For now, an offering of some Southern comfort: chile rubbed salmon over melt-in-your-mouth buttery cheese grits. Mike and I were in comfort food heaven while eating this, and I can’t wait to use these grits in other recipes, too. Enjoy!
Have you taken the Meyers-Briggs or Enneagram? What is your personality type? Do you think it fits you? (By the way, I’m INFJ!)
One year ago: Hot Raspberry Cake with Vanilla Ice Cream
Two years ago: Strawberry Lemonade Cheesecake Bars with a Shortbread Crust
Three years ago: Lemon Raspberry Squares
Four years ago: Soft Sugar Cookies
Five years ago: Spicy Peach and Cucumber Salsa
Six years ago: Cheddar Chive and Bacon Cupfakes with Avocado Frosting
- 1 teaspoon cumin
- 1 teaspoon chili powder
- 1 teaspoon brown sugar
- 1 teaspoon salt
- 1 (1-pound) filet of salmon
- 2 tablespoons olive oil
- 1/2 cup stone-ground grits
- 2 cups milk
- 1 teaspoon salt
- 3 tablespoons Plugrá butter
- 2 tablespoons heavy cream
- 1 1/2 cups shredded sharp Cheddar cheese (splurge for the good stuff)

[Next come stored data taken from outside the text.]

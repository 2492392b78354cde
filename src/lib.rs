pub mod api;
pub mod auth;
pub mod catalog;
pub mod client_state;
pub mod config;
pub mod database;
pub mod display_name_cache;
pub mod errors;
pub mod logging;
pub mod models;
pub mod question_selector;
pub mod quiz_service;
pub mod scoring;
pub mod store;
pub mod supabase;


pub use auth::{AuthError, AuthProvider, SupabaseAuth};
pub use config::Config;
pub use database::Database;
pub use display_name_cache::DisplayNameCache;
pub use errors::*;
pub use models::*;
pub use question_selector::{select_questions, SelectionError};
pub use quiz_service::{QuizService, ServiceError};
pub use store::{QuestionSource, QuizStore, StoreError};
pub use supabase::SupabaseStore;
/// Standardized logging macros for consistent field names and message patterns across the application
///
/// These macros keep field names (`operation`, `user_id`, `session_id`,
/// `table`, `duration_ms`) identical between the API, service and store
/// layers so log queries work across all of them.

// ============================================================================
// API Operation Logging Macros
// ============================================================================

/// Log the start of an API operation with consistent fields
#[macro_export]
macro_rules! log_api_start {
    ($operation:expr, user_id = $user_id:expr) => {
        tracing::debug!(
            operation = $operation,
            user_id = %$user_id,
            "API operation started"
        );
    };
    ($operation:expr, session_id = $session_id:expr) => {
        tracing::debug!(
            operation = $operation,
            session_id = %$session_id,
            "API operation started"
        );
    };
    ($operation:expr) => {
        tracing::debug!(
            operation = $operation,
            "API operation started"
        );
    };
}

/// Log successful completion of an API operation
#[macro_export]
macro_rules! log_api_success {
    ($operation:expr, user_id = $user_id:expr, $msg:expr) => {
        tracing::info!(
            operation = $operation,
            user_id = %$user_id,
            "API operation completed: {}", $msg
        );
    };
    ($operation:expr, session_id = $session_id:expr, $msg:expr) => {
        tracing::info!(
            operation = $operation,
            session_id = %$session_id,
            "API operation completed: {}", $msg
        );
    };
    ($operation:expr, count = $count:expr, $msg:expr) => {
        tracing::info!(
            operation = $operation,
            count = $count,
            "API operation completed: {}", $msg
        );
    };
    ($operation:expr, $msg:expr) => {
        tracing::info!(
            operation = $operation,
            "API operation completed: {}", $msg
        );
    };
}

/// Log API operation errors with consistent structure
#[macro_export]
macro_rules! log_api_error {
    ($operation:expr, user_id = $user_id:expr, error = $error:expr, $msg:expr) => {
        tracing::error!(
            operation = $operation,
            user_id = %$user_id,
            error = %$error,
            "API operation failed: {}", $msg
        );
    };
    ($operation:expr, error = $error:expr, $msg:expr) => {
        tracing::error!(
            operation = $operation,
            error = %$error,
            "API operation failed: {}", $msg
        );
    };
}

/// Log API warnings with context
#[macro_export]
macro_rules! log_api_warn {
    ($operation:expr, user_id = $user_id:expr, $msg:expr) => {
        tracing::warn!(
            operation = $operation,
            user_id = %$user_id,
            "API operation warning: {}", $msg
        );
    };
    ($operation:expr, $msg:expr) => {
        tracing::warn!(
            operation = $operation,
            "API operation warning: {}", $msg
        );
    };
}

// ============================================================================
// Service Layer Logging Macros
// ============================================================================

/// Log service operation start with context
#[macro_export]
macro_rules! log_service_start {
    ($service:expr, $operation:expr, user_id = $user_id:expr) => {
        tracing::info!(
            service = $service,
            operation = $operation,
            user_id = %$user_id,
            "Service operation started"
        );
    };
    ($service:expr, $operation:expr) => {
        tracing::info!(
            service = $service,
            operation = $operation,
            "Service operation started"
        );
    };
}

/// Log service operation success
#[macro_export]
macro_rules! log_service_success {
    ($service:expr, $operation:expr, question_count = $count:expr, duration_ms = $duration:expr) => {
        tracing::info!(
            service = $service,
            operation = $operation,
            question_count = $count,
            duration_ms = $duration,
            "Service operation completed successfully"
        );
    };
    ($service:expr, $operation:expr, $msg:expr) => {
        tracing::info!(
            service = $service,
            operation = $operation,
            "Service operation completed: {}", $msg
        );
    };
}

/// Log service operation errors
#[macro_export]
macro_rules! log_service_error {
    ($service:expr, $operation:expr, user_id = $user_id:expr, error = $error:expr) => {
        tracing::error!(
            service = $service,
            operation = $operation,
            user_id = %$user_id,
            error = %$error,
            "Service operation failed"
        );
    };
    ($service:expr, $operation:expr, error = $error:expr) => {
        tracing::error!(
            service = $service,
            operation = $operation,
            error = %$error,
            "Service operation failed"
        );
    };
}

/// Log service warnings
#[macro_export]
macro_rules! log_service_warn {
    ($service:expr, $operation:expr, $msg:expr) => {
        tracing::warn!(
            service = $service,
            operation = $operation,
            "Service warning: {}",
            $msg
        );
    };
}

// ============================================================================
// Store Logging Macros
// ============================================================================

/// Log local database operation performance and results
#[macro_export]
macro_rules! log_db_operation {
    (debug, $operation:expr, count = $count:expr, duration_ms = $duration:expr) => {
        tracing::debug!(
            component = "database",
            operation = $operation,
            result_count = $count,
            duration_ms = $duration,
            "Database operation completed"
        );
    };
    (info, $operation:expr, $msg:expr) => {
        tracing::info!(
            component = "database",
            operation = $operation,
            "Database operation: {}", $msg
        );
    };
    (error, $operation:expr, error = $error:expr) => {
        tracing::error!(
            component = "database",
            operation = $operation,
            error = %$error,
            "Database operation failed"
        );
    };
}

/// Log requests against the managed backend's REST interface
#[macro_export]
macro_rules! log_store_request {
    (start, $operation:expr, table = $table:expr) => {
        tracing::debug!(
            component = "supabase",
            operation = $operation,
            table = $table,
            "Store request started"
        );
    };
    (success, $operation:expr, table = $table:expr, duration_ms = $duration:expr) => {
        tracing::debug!(
            component = "supabase",
            operation = $operation,
            table = $table,
            duration_ms = $duration,
            "Store request completed"
        );
    };
    (error, $operation:expr, table = $table:expr, status = $status:expr, error = $error:expr) => {
        tracing::error!(
            component = "supabase",
            operation = $operation,
            table = $table,
            status = %$status,
            error = %$error,
            "Store request failed"
        );
    };
}

// ============================================================================
// System Event Logging Macros
// ============================================================================

/// Log system startup and shutdown events
#[macro_export]
macro_rules! log_system_event {
    (startup, component = $component:expr, $msg:expr) => {
        tracing::info!(
            event_type = "startup",
            component = $component,
            "System event: {}",
            $msg
        );
    };
    (shutdown, component = $component:expr, $msg:expr) => {
        tracing::info!(
            event_type = "shutdown",
            component = $component,
            "System event: {}",
            $msg
        );
    };
    (config, $msg:expr) => {
        tracing::info!(event_type = "configuration", "System event: {}", $msg);
    };
}

/// Log performance metrics with consistent structure
#[macro_export]
macro_rules! log_performance {
    ($operation:expr, duration_ms = $duration:expr) => {
        tracing::debug!(
            event_type = "performance",
            operation = $operation,
            duration_ms = $duration,
            "Performance metrics"
        );
    };
}

/// Log validation results consistently
#[macro_export]
macro_rules! log_validation {
    (success, $component:expr, $msg:expr) => {
        tracing::debug!(
            event_type = "validation",
            component = $component,
            result = "success",
            "Validation completed: {}", $msg
        );
    };
    (failure, $component:expr, error = $error:expr) => {
        tracing::warn!(
            event_type = "validation",
            component = $component,
            result = "failure",
            error = %$error,
            "Validation failed"
        );
    };
}
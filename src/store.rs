use async_trait::async_trait;
use chrono::{DateTime, Utc};

use crate::models::*;

/// Postgres error code for a row-level-security rejection.
pub const PERMISSION_DENIED_CODE: &str = "42501";

#[derive(Debug, thiserror::Error)]
pub enum StoreError {
    #[error("Permission denied: {0}")]
    PermissionDenied(String),

    #[error("Not authenticated: {0}")]
    Unauthorized(String),

    #[error("Store rejected request ({code}): {message}")]
    Rejected { code: String, message: String },

    #[error("Transport error: {0}")]
    Transport(#[from] reqwest::Error),

    #[error("Database error: {0}")]
    Database(#[from] sqlx::Error),

    #[error("Malformed row: {0}")]
    Decode(String),

    #[error("No matching row: {0}")]
    RowNotFound(String),
}

impl StoreError {
    pub fn is_auth(&self) -> bool {
        matches!(self, StoreError::Unauthorized(_))
    }

    pub fn code(&self) -> Option<&str> {
        match self {
            StoreError::PermissionDenied(_) => Some(PERMISSION_DENIED_CODE),
            StoreError::Rejected { code, .. } => Some(code),
            _ => None,
        }
    }
}

/// Read access to the `questions` table, the only thing question selection needs.
#[async_trait]
pub trait QuestionSource: Send + Sync {
    async fn fetch_questions(
        &self,
        auth: &AuthSession,
        filter: &QuestionFilter,
    ) -> Result<Vec<Question>, StoreError>;
}

/// Every table operation the quiz flows perform. Calls carry the caller's
/// session so the backend can apply row-level security.
#[async_trait]
pub trait QuizStore: QuestionSource {
    async fn insert_activity(
        &self,
        auth: &AuthSession,
        record: &NewActivityRecord,
    ) -> Result<(), StoreError>;

    /// The caller's activity rows, newest first.
    async fn recent_activity(
        &self,
        auth: &AuthSession,
        since: Option<DateTime<Utc>>,
        limit: usize,
    ) -> Result<Vec<ActivityRecord>, StoreError>;

    async fn insert_memory_prompt(
        &self,
        auth: &AuthSession,
        prompt: &NewMemoryPrompt,
    ) -> Result<MemoryPrompt, StoreError>;

    async fn update_memory_recall(
        &self,
        auth: &AuthSession,
        prompt_id: i64,
        update: &RecallUpdate,
    ) -> Result<(), StoreError>;

    /// The caller's most recently created prompt, optionally created at or after `since`.
    async fn latest_memory_prompt(
        &self,
        auth: &AuthSession,
        since: Option<DateTime<Utc>>,
    ) -> Result<Option<MemoryPrompt>, StoreError>;

    async fn display_name(&self, auth: &AuthSession) -> Result<Option<String>, StoreError>;
}
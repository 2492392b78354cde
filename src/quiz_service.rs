use chrono::{DateTime, Duration, NaiveTime, Utc};
use std::collections::HashMap;
use std::sync::Arc;
use std::time::Instant;
use tokio::sync::RwLock;
use uuid::Uuid;

use crate::catalog::map_category_ids;
use crate::client_state::ClientState;
use crate::display_name_cache::DisplayNameCache;
use crate::models::*;
use crate::question_selector::{select_questions, SelectionError};
use crate::scoring::{score_answer, score_recall};
use crate::store::{QuizStore, StoreError};
use crate::{log_service_error, log_service_start, log_service_success, log_service_warn, log_validation};

pub const MEMORY_PROMPT_MAX_CHARS: usize = 100;
pub const REPORT_ACTIVITY_LIMIT: usize = 10;
pub const DEFAULT_SESSION_TTL_MINUTES: i64 = 120;

const SERVICE: &str = "quiz_service";

#[derive(Debug, thiserror::Error)]
pub enum ServiceError {
    #[error(transparent)]
    Selection(#[from] SelectionError),

    #[error(transparent)]
    Store(#[from] StoreError),

    #[error("Quiz session '{0}' not found")]
    SessionNotFound(Uuid),

    #[error("Quiz session '{0}' is already finished")]
    SessionFinished(Uuid),

    #[error("No memory prompt found")]
    NoMemoryPrompt,

    #[error("{0}")]
    Validation(String),
}

impl ServiceError {
    /// A store call failed for a reason other than the caller's credentials.
    pub fn is_store_failure(&self) -> bool {
        match self {
            ServiceError::Store(source)
            | ServiceError::Selection(SelectionError::Lookup { source, .. }) => !source.is_auth(),
            _ => false,
        }
    }
}

/// One method per user action. Each action runs its store calls one after
/// another and stops at the first failure; nothing is retried.
#[derive(Clone)]
pub struct QuizService {
    store: Arc<dyn QuizStore>,
    client_state: ClientState,
    display_names: DisplayNameCache,
    sessions: Arc<RwLock<HashMap<Uuid, QuizSession>>>,
    session_ttl: Duration,
}

impl QuizService {
    pub fn new(store: Arc<dyn QuizStore>, display_names: DisplayNameCache) -> Self {
        Self {
            store,
            client_state: ClientState::new(),
            display_names,
            sessions: Arc::new(RwLock::new(HashMap::new())),
            session_ttl: Duration::minutes(DEFAULT_SESSION_TTL_MINUTES),
        }
    }

    /// Quiz sessions older than `ttl` are dropped when a new quiz starts.
    pub fn with_session_ttl(mut self, ttl: Duration) -> Self {
        self.session_ttl = ttl;
        self
    }

    // Selection flow
    pub async fn choose_mood(&self, user_id: &str, mood: &str) -> Result<Mood, ServiceError> {
        let mood = mood.parse::<Mood>().map_err(|e| {
            log_validation!(failure, "mood", error = e);
            ServiceError::Validation(e)
        })?;
        self.client_state.set_mood(user_id, mood).await;
        Ok(mood)
    }

    pub async fn choose_categories(
        &self,
        user_id: &str,
        category_ids: Vec<String>,
    ) -> Result<Selection, ServiceError> {
        if category_ids.is_empty() {
            log_validation!(failure, "categories", error = "empty selection");
            return Err(ServiceError::Validation(
                "Select at least one category".to_string(),
            ));
        }
        self.client_state.set_categories(user_id, category_ids).await;
        Ok(self.client_state.get(user_id).await)
    }

    pub async fn selection(&self, user_id: &str) -> Selection {
        self.client_state.get(user_id).await
    }

    // Quiz flow
    pub async fn start_quiz(&self, auth: &AuthSession) -> Result<QuizSession, ServiceError> {
        let user_id = auth.user_id();
        log_service_start!(SERVICE, "start_quiz", user_id = user_id);
        let start = Instant::now();

        let selection = self.client_state.get(user_id).await;
        let mood = selection.mood.unwrap_or_default();
        let categories = map_category_ids(&selection.category_ids);

        let questions = select_questions(self.store.as_ref(), auth, mood, &categories)
            .await
            .map_err(|e| {
                log_service_error!(SERVICE, "start_quiz", user_id = user_id, error = e);
                e
            })?;

        if questions.is_empty() {
            log_service_warn!(SERVICE, "start_quiz", "no questions matched the selection");
        }

        let session = QuizSession::new(user_id, mood, questions);
        {
            let mut sessions = self.sessions.write().await;
            let cutoff = session.created_at - self.session_ttl;
            let before = sessions.len();
            sessions.retain(|_, existing| existing.created_at > cutoff);
            if sessions.len() < before {
                tracing::debug!(expired = before - sessions.len(), "Dropped expired quiz sessions");
            }
            sessions.insert(session.session_id, session.clone());
        }

        log_service_success!(
            SERVICE,
            "start_quiz",
            question_count = session.questions.len(),
            duration_ms = start.elapsed().as_millis() as u64
        );
        Ok(session)
    }

    pub async fn quiz_session(
        &self,
        user_id: &str,
        session_id: Uuid,
    ) -> Result<QuizSession, ServiceError> {
        self.sessions
            .read()
            .await
            .get(&session_id)
            .filter(|session| session.user_id == user_id)
            .cloned()
            .ok_or(ServiceError::SessionNotFound(session_id))
    }

    /// Grade the current question and append its activity row.
    ///
    /// A correct answer raises the score before the row is written. If the
    /// write fails the score keeps the increment but the session stays on the
    /// same question. A question adds to the score at most once, so retries
    /// and concurrent answers cannot push the score past the question count.
    pub async fn answer_question(
        &self,
        auth: &AuthSession,
        session_id: Uuid,
        answer: &str,
    ) -> Result<AnswerOutcome, ServiceError> {
        let user_id = auth.user_id();

        let (question, correct, mood, index) = {
            let mut sessions = self.sessions.write().await;
            let session = sessions
                .get_mut(&session_id)
                .filter(|session| session.user_id == user_id)
                .ok_or(ServiceError::SessionNotFound(session_id))?;

            let Some(question) = session.current_question().cloned() else {
                log_service_warn!(SERVICE, "answer_question", "session already finished");
                return Err(ServiceError::SessionFinished(session_id));
            };

            let correct = score_answer(&question, answer);
            if correct && session.scored_index != Some(session.current) {
                session.score += 1;
                session.scored_index = Some(session.current);
            }
            (question, correct, session.mood, session.current)
        };

        let record = NewActivityRecord::quiz_answer(user_id, question.id, correct, mood);
        if let Err(e) = self.store.insert_activity(auth, &record).await {
            log_service_error!(SERVICE, "answer_question", user_id = user_id, error = e);
            return Err(e.into());
        }

        let mut sessions = self.sessions.write().await;
        let session = sessions
            .get_mut(&session_id)
            .ok_or(ServiceError::SessionNotFound(session_id))?;
        if session.current == index {
            session.current += 1;
        }

        Ok(AnswerOutcome {
            question_id: question.id,
            correct,
            explanation: question.explanation,
            score: session.score,
            current: session.current,
            total: session.questions.len(),
            finished: session.is_finished(),
        })
    }

    // Memory flow
    pub async fn save_memory_prompt(
        &self,
        auth: &AuthSession,
        prompt_text: &str,
    ) -> Result<MemoryPrompt, ServiceError> {
        let prompt_text = prompt_text.trim();
        if prompt_text.is_empty() {
            log_validation!(failure, "memory_prompt", error = "empty text");
            return Err(ServiceError::Validation("Please enter a text".to_string()));
        }
        if prompt_text.chars().count() > MEMORY_PROMPT_MAX_CHARS {
            log_validation!(failure, "memory_prompt", error = "text too long");
            return Err(ServiceError::Validation(format!(
                "Text must be at most {} characters",
                MEMORY_PROMPT_MAX_CHARS
            )));
        }

        let prompt = NewMemoryPrompt {
            user_id: auth.user_id().to_string(),
            prompt_text: prompt_text.to_string(),
        };
        let saved = self.store.insert_memory_prompt(auth, &prompt).await?;
        log_service_success!(SERVICE, "save_memory_prompt", "memory prompt stored");
        Ok(saved)
    }

    pub async fn latest_memory_prompt(
        &self,
        auth: &AuthSession,
    ) -> Result<Option<MemoryPrompt>, ServiceError> {
        Ok(self.store.latest_memory_prompt(auth, None).await?)
    }

    /// Compare the recall against the latest prompt and record the result on that row.
    pub async fn evening_recall(
        &self,
        auth: &AuthSession,
        recalled_text: &str,
    ) -> Result<RecallOutcome, ServiceError> {
        let recalled_text = recalled_text.trim();
        if recalled_text.is_empty() {
            log_validation!(failure, "recall", error = "empty text");
            return Err(ServiceError::Validation("Please enter a text".to_string()));
        }

        let prompt = self
            .store
            .latest_memory_prompt(auth, None)
            .await?
            .ok_or(ServiceError::NoMemoryPrompt)?;

        let correct = score_recall(&prompt.prompt_text, recalled_text);
        let update = RecallUpdate {
            recalled_text: recalled_text.to_string(),
            recall_score: if correct { 1 } else { 0 },
            checked_at: Utc::now(),
        };

        if let Err(e) = self.store.update_memory_recall(auth, prompt.id, &update).await {
            log_service_error!(SERVICE, "evening_recall", user_id = auth.user_id(), error = e);
            return Err(e.into());
        }

        Ok(RecallOutcome {
            prompt_id: prompt.id,
            correct,
            prompt_text: prompt.prompt_text,
            recalled_text: update.recalled_text,
        })
    }

    // Report flow
    pub async fn daily_report(&self, auth: &AuthSession) -> Result<DailyReport, ServiceError> {
        self.daily_report_at(auth, Utc::now()).await
    }

    pub async fn daily_report_at(
        &self,
        auth: &AuthSession,
        now: DateTime<Utc>,
    ) -> Result<DailyReport, ServiceError> {
        let since = start_of_day(now);

        let activity = self
            .store
            .recent_activity(auth, Some(since), REPORT_ACTIVITY_LIMIT)
            .await?;
        let memory_prompt = self.store.latest_memory_prompt(auth, Some(since)).await?;

        Ok(DailyReport {
            date: now.date_naive(),
            answered: activity.len(),
            correct: activity.iter().filter(|record| record.score == 1).count(),
            activity,
            recall_status: memory_prompt.as_ref().map(MemoryPrompt::recall_status),
            memory_prompt,
        })
    }

    // Profile
    pub async fn display_name(&self, auth: &AuthSession) -> Result<Option<String>, ServiceError> {
        if let Some(name) = self.display_names.get(auth.user_id()).await {
            return Ok(Some(name));
        }

        let name = self.store.display_name(auth).await?;
        if let Some(name) = &name {
            self.display_names.put(auth.user_id(), name).await;
        }
        Ok(name)
    }

    pub async fn forget_display_name(&self, user_id: &str) {
        self.display_names.invalidate(user_id).await;
    }
}

/// Midnight UTC of the day containing `now`.
pub fn start_of_day(now: DateTime<Utc>) -> DateTime<Utc> {
    now.date_naive().and_time(NaiveTime::MIN).and_utc()
}
#[async_trait]
impl QuizStore for FailingStore {
    async fn insert_activity(
        &self,
        _auth: &AuthSession,
        _record: &NewActivityRecord,
    ) -> Result<(), StoreError> {
        Err((self.error)())
    }

    async fn recent_activity(
        &self,
        _auth: &AuthSession,
        _since: Option<DateTime<Utc>>,
        _limit: usize,
    ) -> Result<Vec<ActivityRecord>, StoreError> {
        Err((self.error)())
    }

    async fn insert_memory_prompt(
        &self,
        _auth: &AuthSession,
        _prompt: &NewMemoryPrompt,
    ) -> Result<MemoryPrompt, StoreError> {
        Err((self.error)())
    }

    async fn update_memory_recall(
        &self,
        _auth: &AuthSession,
        _prompt_id: i64,
        _update: &RecallUpdate,
    ) -> Result<(), StoreError> {
        Err((self.error)())
    }

    async fn latest_memory_prompt(
        &self,
        _auth: &AuthSession,
        _since: Option<DateTime<Utc>>,
    ) -> Result<Option<MemoryPrompt>, StoreError> {
        Err((self.error)())
    }

    async fn display_name(&self, _auth: &AuthSession) -> Result<Option<String>, StoreError> {
        Err((self.error)())
    }
}

fn create_failing_server(error: fn() -> StoreError) -> TestServer {
    let app_state = AppState {
        quiz_service: QuizService::new(Arc::new(FailingStore { error }), DisplayNameCache::new(100, 30)),
        auth: Arc::new(StubAuth),
    };
    TestServer::new(create_router(app_state)).unwrap()
}

fn statement_timeout() -> StoreError {
    StoreError::Rejected {
        code: "57014".to_string(),
        message: "canceling statement due to statement timeout".to_string(),
    }
}

fn expired_jwt() -> StoreError {
    StoreError::Unauthorized("JWT expired".to_string())
}

fn bearer(token: &str) -> HeaderValue {
    HeaderValue::from_str(&format!("Bearer {}", token)).unwrap()
}

#[tokio::test]
async fn test_login_returns_session() {
    let (server, _db) = create_test_server().await;

    let response = server
        .post("/api/auth/login")
        .json(&json!({ "email": "anna@example.com", "password": "secret" }))
        .await;

    response.assert_status_ok();
    let body: Value = response.json();
    assert_eq!(body["success"], true);
    assert_eq!(body["data"]["access_token"], "token-anna");
    assert_eq!(body["data"]["user"]["id"], "anna");
}

#[tokio::test]
async fn test_login_failures() {
    let (server, _db) = create_test_server().await;

    let wrong_password = server
        .post("/api/auth/login")
        .json(&json!({ "email": "anna@example.com", "password": "nope" }))
        .await;
    wrong_password.assert_status(StatusCode::UNAUTHORIZED);

    let malformed = server
        .post("/api/auth/login")
        .json(&json!({ "email": "not-an-email", "password": "secret" }))
        .await;
    malformed.assert_status(StatusCode::BAD_REQUEST);

    let provider_down = server
        .post("/api/auth/login")
        .json(&json!({ "email": "anna@elsewhere.org", "password": "secret" }))
        .await;
    provider_down.assert_status(StatusCode::SERVICE_UNAVAILABLE);
}

#[tokio::test]
async fn test_protected_routes_require_token() {
    let (server, _db) = create_test_server().await;

    server.get("/api/selection").await.assert_status(StatusCode::UNAUTHORIZED);
    server.post("/api/quiz/start").await.assert_status(StatusCode::UNAUTHORIZED);

    let bad_token = server
        .get("/api/report")
        .add_header(AUTHORIZATION, bearer("expired"))
        .await;
    bad_token.assert_status(StatusCode::UNAUTHORIZED);
    let body: Value = bad_token.json();
    assert_eq!(body["success"], false);
}

#[tokio::test]
async fn test_catalogs_are_public() {
    let (server, _db) = create_test_server().await;

    let moods: Value = server.get("/api/moods").await.json();
    let ids: Vec<&str> = moods["data"]
        .as_array()
        .unwrap()
        .iter()
        .map(|mood| mood["id"].as_str().unwrap())
        .collect();
    assert_eq!(ids, vec!["sad", "neutral", "happy"]);

    let categories: Value = server.get("/api/categories").await.json();
    let categories = categories["data"].as_array().unwrap();
    assert_eq!(categories.len(), 6);
    assert_eq!(categories[2]["id"], "geschichte");
    assert_eq!(categories[2]["name"], "Name Recall (Historische)");
}

#[tokio::test]
async fn test_selection_endpoints() {
    let (server, _db) = create_test_server().await;

    let mood = server
        .put("/api/selection/mood")
        .add_header(AUTHORIZATION, bearer("token-anna"))
        .json(&json!({ "mood": "sad" }))
        .await;
    mood.assert_status_ok();

    server
        .put("/api/selection/mood")
        .add_header(AUTHORIZATION, bearer("token-anna"))
        .json(&json!({ "mood": "ecstatic" }))
        .await
        .assert_status(StatusCode::BAD_REQUEST);

    server
        .put("/api/selection/categories")
        .add_header(AUTHORIZATION, bearer("token-anna"))
        .json(&json!({ "category_ids": [] }))
        .await
        .assert_status(StatusCode::BAD_REQUEST);

    let categories = server
        .put("/api/selection/categories")
        .add_header(AUTHORIZATION, bearer("token-anna"))
        .json(&json!({ "category_ids": ["mathe", "logik"] }))
        .await;
    categories.assert_status_ok();

    let selection: Value = server
        .get("/api/selection")
        .add_header(AUTHORIZATION, bearer("token-anna"))
        .await
        .json();
    assert_eq!(selection["data"]["mood"], "sad");
    assert_eq!(selection["data"]["category_ids"], json!(["mathe", "logik"]));
}
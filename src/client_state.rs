use std::collections::HashMap;
use std::sync::Arc;
use tokio::sync::RwLock;

use crate::models::{Mood, Selection};

/// Per-user ephemeral selections (mood, category identifiers) that a
/// browser client would keep in local storage between screens.
#[derive(Debug, Clone, Default)]
pub struct ClientState {
    selections: Arc<RwLock<HashMap<String, Selection>>>,
}

impl ClientState {
    pub fn new() -> Self {
        Self::default()
    }

    pub async fn set_mood(&self, user_id: &str, mood: Mood) {
        let mut selections = self.selections.write().await;
        selections.entry(user_id.to_string()).or_default().mood = Some(mood);
    }

    pub async fn set_categories(&self, user_id: &str, category_ids: Vec<String>) {
        let mut selections = self.selections.write().await;
        selections.entry(user_id.to_string()).or_default().category_ids = category_ids;
    }

    pub async fn get(&self, user_id: &str) -> Selection {
        self.selections
            .read()
            .await
            .get(user_id)
            .cloned()
            .unwrap_or_default()
    }

    pub async fn clear(&self, user_id: &str) {
        self.selections.write().await.remove(user_id);
    }
}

- freshly ground black pepper
- green onions
- Make the salmon spice rub: Whisk together the cumin, chili powder, brown sugar, and salt. Rub the spice mix on the salmon filet (on both sides if it's skinless, but on just the exposed side if it's skin-on.) Set the filet aside while you start the grits.
- Make the cheddar grits: In a medium saucepan, bring 2 cups of milk and 1 teaspoon salt to a boil. Whisk in the grits. Reduce the heat to low and cover the grits, cooking until all the milk is absorbed (see the directions on your package for how long this should take. Mine took 15 minutes). Remove from the heat and whisk in the butter, heavy cream, and cheddar until smooth. Season to taste with pepper (and salt if more is needed; I didn't need to add any. Remember that your salmon will be seasoned separately). Cover the grits and set aside until you're ready to serve.
- Make the salmon: While the grits are absorbing their liquid, cook the salmon. Heat the olive oil in a medium skillet over medium heat until shimmering. Place the fish in skin side down and cook without disturbing for 4-5 minutes before turning over and cooking for 4 minutes on the other side (thicker cuts might need 6-7 minutes per side -- mine was about 1 inch thick at its thickest point -- but keep in mind the fish will continue to cook when you tent it with foil). Remove the fish from the heat, tent it with foil, and allow it to rest for 10 minutes. The fish will flake apart easily when done.
- Assemble: Spoon up grits into shallow bowls and top each bowl with a serving of the salmon and some green onions. Serve immediately (preferably with biscuits!)